Keputusan Masataka Shimizu untuk mundur diambil ketika utility company raksasa ini mengumumkan kerugian US$ 15 miliar untuk tahun fiskal yang berakhir Maret. Shimizu telah mengisyaratkan bulan lalu bahwa ia akan mundur ketika krisis nuklir mereda. Ia berkata pada wartawan bahwa ia ingin “mengambil tanggung jawab manajerial dan melakukan penutupan simbolis” krisis itu.
Toshio Nishizawa, managing director Tepco, akan mengambil alih posisi Shimizu. Shimizu (66) telah menghilang dari publik selama berminggu-minggu setelah krisis nuklir. Tepco mengatakan di akhir Maret, ia dirawat di rumah sakit karena hipertensi dan kelelahan. Ketika Shimizu muncul lagi, perusahaan mendapat semburan kritik dalam usahanya menstabilkan reaktor, mengamankan pekerja, dan membuat jadwal kembalinya para pengungsi ke rumah-rumah mereka.
Sejak gempa 11 Maret dan tsunami memicu krisis nuklir, nilai saham Tepco turun 80%. Dana yang disokong pemerintah akan menjaga agar utility company ini tidak runtuh, dengan bantuan uang pajak dan sumbangan dari utility company lainnya. Tetapi Tepco harus membayar puluhan miliar dolar untuk kompensasi pada pengungsi yang kehilangan rumah dan bisnis mereka. Perusahaan ini kemungkinan terpaksa harus memotong gaji dan dana pension, serta menjual aset-asetnya.

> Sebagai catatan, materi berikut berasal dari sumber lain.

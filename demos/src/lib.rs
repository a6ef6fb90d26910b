pub mod app_setup_options;
pub mod character_control_systems;
pub mod level_mechanics;
pub mod levels_setup;
pub mod ui;
use bevy::platform::collections::HashSet;
use bevy::prelude::*;

use crate::math::{Float, Quaternion, Vector3};

/// A bitmask of physics layers, used to restrict which colliders a query can hit.
#[derive(Debug, Clone, Copy, PartialEq, Eq, Hash)]
#[cfg_attr(feature = "serialize", derive(serde::Serialize, serde::Deserialize))]
pub struct TkLayerMask(pub u32);

impl TkLayerMask {
    pub const ALL: Self = Self(u32::MAX);
    pub const NONE: Self = Self(0);

    /// A mask with only the given layer set.
    pub const fn layer(index: u32) -> Self {
        Self(1 << index)
    }

    pub fn intersects(self, other: Self) -> bool {
        self.0 & other.0 != 0
    }
}

impl Default for TkLayerMask {
    fn default() -> Self {
        Self::ALL
    }
}

impl std::ops::BitOr for TkLayerMask {
    type Output = Self;

    fn bitor(self, rhs: Self) -> Self {
        Self(self.0 | rhs.0)
    }
}

/// Restricts the colliders a [`TkSpatialExt`] query may hit.
#[derive(Debug, Clone, Default)]
pub struct TkQueryFilter {
    pub layers: TkLayerMask,
    pub excluded: HashSet<Entity>,
}

impl TkQueryFilter {
    pub fn new(layers: TkLayerMask) -> Self {
        Self {
            layers,
            excluded: Default::default(),
        }
    }

    pub fn excluding(mut self, entities: impl IntoIterator<Item = Entity>) -> Self {
        self.excluded.extend(entities);
        self
    }
}

/// A collider hit by a ray or by a swept shape.
#[derive(Debug, Clone, PartialEq)]
pub struct TkRayHit {
    /// The entity of the collider that was hit.
    pub entity: Entity,
    /// Distance travelled along the cast direction until the hit.
    pub distance: Float,
    /// The surface normal at the hit point.
    pub normal: Vector3,
}

/// Spatial queries the controller needs from the physics backend.
///
/// Backends implement this on a `SystemParam` wrapping their own query pipeline. The controller
/// logic only ever sees `&impl TkSpatialExt`, which also makes it possible to run it against a
/// hand-made world.
pub trait TkSpatialExt {
    /// Cast a ray and return the nearest hit, if any.
    fn cast_ray(
        &self,
        origin: Vector3,
        direction: Dir3,
        max_distance: Float,
        filter: &TkQueryFilter,
    ) -> Option<TkRayHit>;

    /// Sweep a box along `direction` and return every collider it hits, nearest first.
    fn sweep_box(
        &self,
        origin: Vector3,
        half_extents: Vector3,
        rotation: Quaternion,
        direction: Dir3,
        max_distance: Float,
        filter: &TkQueryFilter,
    ) -> Vec<TkRayHit>;
}
use avian3d::prelude::*;
use bevy::{ecs::system::SystemParam, prelude::*};
use bevy_telekinesis_physics_integration_layer::{
    math::{Float, Quaternion, Vector3},
    spatial_ext::{TkQueryFilter, TkRayHit, TkSpatialExt},
};

#[derive(SystemParam)]
pub struct TkSpatialExtAvian3d<'w, 's> {
    spatial_query: SpatialQuery<'w, 's>,
}

fn to_avian_filter(filter: &TkQueryFilter) -> SpatialQueryFilter {
    SpatialQueryFilter::from_mask(LayerMask(filter.layers.0))
        .with_excluded_entities(filter.excluded.iter().copied())
}

impl TkSpatialExt for TkSpatialExtAvian3d<'_, '_> {
    fn cast_ray(
        &self,
        origin: Vector3,
        direction: Dir3,
        max_distance: Float,
        filter: &TkQueryFilter,
    ) -> Option<TkRayHit> {
        let hit = self.spatial_query.cast_ray(
            origin,
            direction,
            max_distance,
            true,
            &to_avian_filter(filter),
        )?;
        Some(TkRayHit {
            entity: hit.entity,
            distance: hit.distance,
            normal: hit.normal,
        })
    }

    fn sweep_box(
        &self,
        origin: Vector3,
        half_extents: Vector3,
        rotation: Quaternion,
        direction: Dir3,
        max_distance: Float,
        filter: &TkQueryFilter,
    ) -> Vec<TkRayHit> {
        let full_extents = 2.0 * half_extents;
        let shape = Collider::cuboid(full_extents.x, full_extents.y, full_extents.z);
        let mut hits: Vec<TkRayHit> = self
            .spatial_query
            .shape_hits(
                &shape,
                origin,
                rotation,
                direction,
                u32::MAX,
                &ShapeCastConfig::from_max_distance(max_distance),
                &to_avian_filter(filter),
            )
            .into_iter()
            .map(|hit| TkRayHit {
                entity: hit.entity,
                distance: hit.distance,
                normal: hit.normal1,
            })
            .collect();
        hits.sort_by(|a, b| a.distance.total_cmp(&b.distance));
        hits
    }
}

Pada tahun fiskal 2009, laba bersih Tepco dilaporkan sekitar US$ 16 miliar. Shimizu menjadi presiden tahun 2008, tetapi ia menghabiskan seluruh karirnya di Tepco dimana ia bergabung sejak lulus dari universitas. Beberapa pekan terakhir ini, Shimizu membuat rangkaian permintaan maaf, berkunjung ke pusat pengungsian, dimana ia membungkuk dalam-dalam pada para penghuninya.
Baca Juga:
Tepco punya bercak dalam track record-nya, dan perusahaan itu menolak pernyataan yang mengatakan reaktor Fukushima Daiichi kekurangan perlindungan terhadap tsunami. Pekan ini Perdana Menteri Naoto Kan mengisyaratkan, ia akan meninjau ulang struktur perusahaan dalam sistem energi Jepang saat ini, yang tergantung pada monopoli regional.